I stopped blogging in public regularly almost 8 years ago, (UPDATE: I now blog on my Patreon behind a paywall, so the 15 million hits this blog once got will now pay me directly instead of an advertising service that pays me almost nothing). While I think it served a purpose at the time, now it is holding me back as an artist. Between social media and blogging, I am investing hours every week into activism that is costing me on a personal and professional level, and I am no longer willing to pay the price. When I started blogging, there weren’t very many websites that covered the same things I was writing about.
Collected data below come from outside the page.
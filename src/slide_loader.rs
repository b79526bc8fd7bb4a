use anyhow::Result;
use log::{info, warn};
use rayon::prelude::*;

use crate::selection::Selection;
use crate::state::{
    NBA_AWAY_TEAM, NBA_HOME_TEAM, NbaBundle, OverByOverBundle, PlayerBundle, ReadySlide, Slide,
    SlideData, SlideKind, TeamBundle, VenueBundle,
};
use crate::stats_fetch::{
    Endpoint, StatsApi, parse_bowling_stats, parse_dismissals, parse_insights, parse_name_list,
    parse_nba_player_stats, parse_nba_team_stats, parse_over_by_over, parse_pacer_spinner,
    parse_scatter, parse_strike_rate_zones, parse_toss_decisions, parse_toss_situations,
    parse_venue_insights, parse_wagon_wheel, with_fetch_pool,
};

/// Selection-wide inputs a slide needs besides its own `(kind, data)`.
#[derive(Debug, Clone, Default)]
pub struct LoadContext {
    pub opposition: Option<String>,
    pub selected_players: Vec<String>,
    pub nba_home_players: Vec<String>,
    pub nba_away_players: Vec<String>,
}

impl LoadContext {
    pub fn from_selection(selection: &Selection) -> Self {
        Self {
            opposition: selection.opposition.clone(),
            selected_players: selection.selected_players.clone(),
            nba_home_players: selection.nba_home_players.clone(),
            nba_away_players: selection.nba_away_players.clone(),
        }
    }
}

struct ReadGroup {
    label: String,
    endpoints: Vec<Endpoint>,
}

impl ReadGroup {
    fn new(label: impl Into<String>, endpoints: Vec<Endpoint>) -> Self {
        Self {
            label: label.into(),
            endpoints,
        }
    }
}

/// Fetches everything the slide shows and returns only once every read has
/// resolved. Failed groups are logged and leave their part of the bundle empty.
pub fn load_slide(api: &dyn StatsApi, slide: &Slide, ctx: &LoadContext) -> ReadySlide {
    let groups = read_groups(slide, ctx);
    let results: Vec<Result<Vec<String>>> = with_fetch_pool(api.fetch_parallelism(), || {
        groups
            .par_iter()
            .map(|group| fetch_group(api, &group.endpoints))
            .collect()
    });

    let mut errors = Vec::new();
    let mut outcomes = groups.iter().zip(results);
    let mut next = || outcomes.next().map(|(g, r)| (g.label.clone(), r));

    let data = match slide.kind {
        SlideKind::Player => {
            let mut bundle = PlayerBundle::default();
            if let Some((insights, bowling, scatter, dismissals)) = absorb(&mut errors, next(), |b| {
                Ok((
                    parse_insights(&b[0])?,
                    parse_bowling_stats(&b[1])?,
                    parse_scatter(&b[2], "scatter_data")?,
                    parse_dismissals(&b[3])?,
                ))
            }) {
                bundle.insights = insights;
                bundle.bowling = Some(bowling);
                bundle.scatter = scatter;
                bundle.dismissals = Some(dismissals);
            }
            bundle.strike_zones = absorb(&mut errors, next(), |b| parse_strike_rate_zones(&b[0]));
            bundle.wagon_wheel = absorb(&mut errors, next(), |b| parse_wagon_wheel(&b[0]));
            SlideData::Player(bundle)
        }
        SlideKind::Team => {
            let mut bundle = TeamBundle::default();
            if let Some((insights, bowling, scatter)) = absorb(&mut errors, next(), |b| {
                Ok((
                    parse_insights(&b[0])?,
                    parse_bowling_stats(&b[1])?,
                    parse_scatter(&b[2], "team_scatter_data")?,
                ))
            }) {
                bundle.insights = insights;
                bundle.bowling = Some(bowling);
                bundle.scatter = scatter;
            }
            SlideData::Team(bundle)
        }
        SlideKind::OverByOver => {
            let mut bundle = OverByOverBundle::default();
            if let Some((overs, pacer_spinner)) = absorb(&mut errors, next(), |b| {
                Ok((parse_over_by_over(&b[0])?, parse_pacer_spinner(&b[1])?))
            }) {
                bundle.overs = overs;
                bundle.pacer_spinner = pacer_spinner;
            }
            SlideData::OverByOver(bundle)
        }
        SlideKind::Venue => {
            let mut bundle = VenueBundle::default();
            if let Some((insights, decisions, situations)) = absorb(&mut errors, next(), |b| {
                Ok((
                    parse_venue_insights(&b[0])?,
                    parse_toss_decisions(&b[1])?,
                    parse_toss_situations(&b[2])?,
                ))
            }) {
                bundle.insights = insights;
                bundle.toss_decisions = decisions;
                bundle.situations = situations;
            }
            SlideData::Venue(bundle)
        }
        SlideKind::Nba => {
            let mut bundle = NbaBundle::default();
            if let Some((home, away)) = absorb(&mut errors, next(), |b| {
                Ok((
                    parse_name_list(&b[0], "players")?,
                    parse_name_list(&b[1], "players")?,
                ))
            }) {
                bundle.home_players = home;
                bundle.away_players = away;
            }
            if let Some((home, away)) = absorb(&mut errors, next(), |b| {
                Ok((parse_nba_team_stats(&b[0])?, parse_nba_team_stats(&b[1])?))
            }) {
                bundle.home_stats = Some(home);
                bundle.away_stats = Some(away);
            }
            if nba_players_requested(ctx) {
                let home_count = ctx.nba_home_players.len();
                if let Some(stats) = absorb(&mut errors, next(), |b| {
                    b.iter()
                        .map(|body| parse_nba_player_stats(body))
                        .collect::<Result<Vec<_>>>()
                }) {
                    let names = ctx.nba_home_players.iter().chain(&ctx.nba_away_players);
                    for (idx, (name, stat)) in names.zip(stats).enumerate() {
                        if idx < home_count {
                            bundle.home_selected.push((name.clone(), stat));
                        } else {
                            bundle.away_selected.push((name.clone(), stat));
                        }
                    }
                }
            }
            SlideData::Nba(bundle)
        }
    };

    info!(
        "loaded slide {} ({}) with {} failed read group(s)",
        slide.index,
        slide.title,
        errors.len()
    );

    ReadySlide {
        slide: slide.clone(),
        data,
        opposition: ctx.opposition.clone(),
        notes: None,
        errors,
    }
}

fn read_groups(slide: &Slide, ctx: &LoadContext) -> Vec<ReadGroup> {
    let name = slide.data.clone();
    match slide.kind {
        SlideKind::Player => {
            let selected = if ctx.selected_players.is_empty() {
                vec![name.clone()]
            } else {
                ctx.selected_players.clone()
            };
            vec![
                ReadGroup::new(
                    "player overview",
                    vec![
                        Endpoint::PlayerInsights(name.clone()),
                        Endpoint::PlayerBowlingStats(name.clone()),
                        Endpoint::ScatterPlot {
                            selected_players: selected,
                        },
                        Endpoint::PlayerDismissals(name.clone()),
                    ],
                ),
                ReadGroup::new(
                    "strike-rate zones",
                    vec![Endpoint::PlayerStrikeRateZones(name.clone())],
                ),
                ReadGroup::new("wagon wheel", vec![Endpoint::PlayerWagonWheel(name)]),
            ]
        }
        SlideKind::Team => vec![ReadGroup::new(
            "team overview",
            vec![
                Endpoint::TeamInsights(name.clone()),
                Endpoint::TeamBowlingStats(name),
                Endpoint::TeamScatterPlot,
            ],
        )],
        SlideKind::OverByOver => vec![ReadGroup::new(
            "over-by-over",
            vec![
                Endpoint::TeamOverByOver(name.clone()),
                Endpoint::TeamPacerSpinner(name),
            ],
        )],
        SlideKind::Venue => vec![ReadGroup::new(
            "venue overview",
            vec![
                Endpoint::VenueInsights(name.clone()),
                Endpoint::VenueTossDecisions(name.clone()),
                Endpoint::VenueTossSituations(name),
            ],
        )],
        SlideKind::Nba => {
            let mut groups = vec![
                ReadGroup::new(
                    "nba rosters",
                    vec![
                        Endpoint::NbaTeamPlayers(NBA_HOME_TEAM.to_string()),
                        Endpoint::NbaTeamPlayers(NBA_AWAY_TEAM.to_string()),
                    ],
                ),
                ReadGroup::new(
                    "nba team stats",
                    vec![
                        Endpoint::NbaTeamStats(NBA_HOME_TEAM.to_string()),
                        Endpoint::NbaTeamStats(NBA_AWAY_TEAM.to_string()),
                    ],
                ),
            ];
            if nba_players_requested(ctx) {
                groups.push(ReadGroup::new(
                    "nba player stats",
                    ctx.nba_home_players
                        .iter()
                        .chain(&ctx.nba_away_players)
                        .map(|p| Endpoint::NbaPlayerStats(p.clone()))
                        .collect(),
                ));
            }
            groups
        }
    }
}

/// Player stats are only compared once both sides have a pick.
fn nba_players_requested(ctx: &LoadContext) -> bool {
    !ctx.nba_home_players.is_empty() && !ctx.nba_away_players.is_empty()
}

fn fetch_group(api: &dyn StatsApi, endpoints: &[Endpoint]) -> Result<Vec<String>> {
    let bodies: Vec<Result<String>> = endpoints.par_iter().map(|ep| api.get(ep)).collect();
    bodies.into_iter().collect()
}

fn absorb<T>(
    errors: &mut Vec<String>,
    outcome: Option<(String, Result<Vec<String>>)>,
    parse: impl FnOnce(&[String]) -> Result<T>,
) -> Option<T> {
    let (label, result) = outcome?;
    match result.and_then(|bodies| parse(&bodies)) {
        Ok(value) => Some(value),
        Err(err) => {
            warn!("{label} read group failed: {err:#}");
            errors.push(format!("{label}: {err:#}"));
            None
        }
    }
}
Now there are, and you have many other resources to choose from.

As for where the posts went, I loaded a blog security update that broke the site. The home page looked fine, and I didn’t look any further. So, when the site backups updated, they updated to a broken version of the site. This included both the blog and the comic inventory portions of the site.

Many of my old posts were locked into a system that required each post be reformatted and imported one at a time. I don’t have the resources to do that.

You will find that some of the material has been restored, but I will not make further efforts and am letting the rest go.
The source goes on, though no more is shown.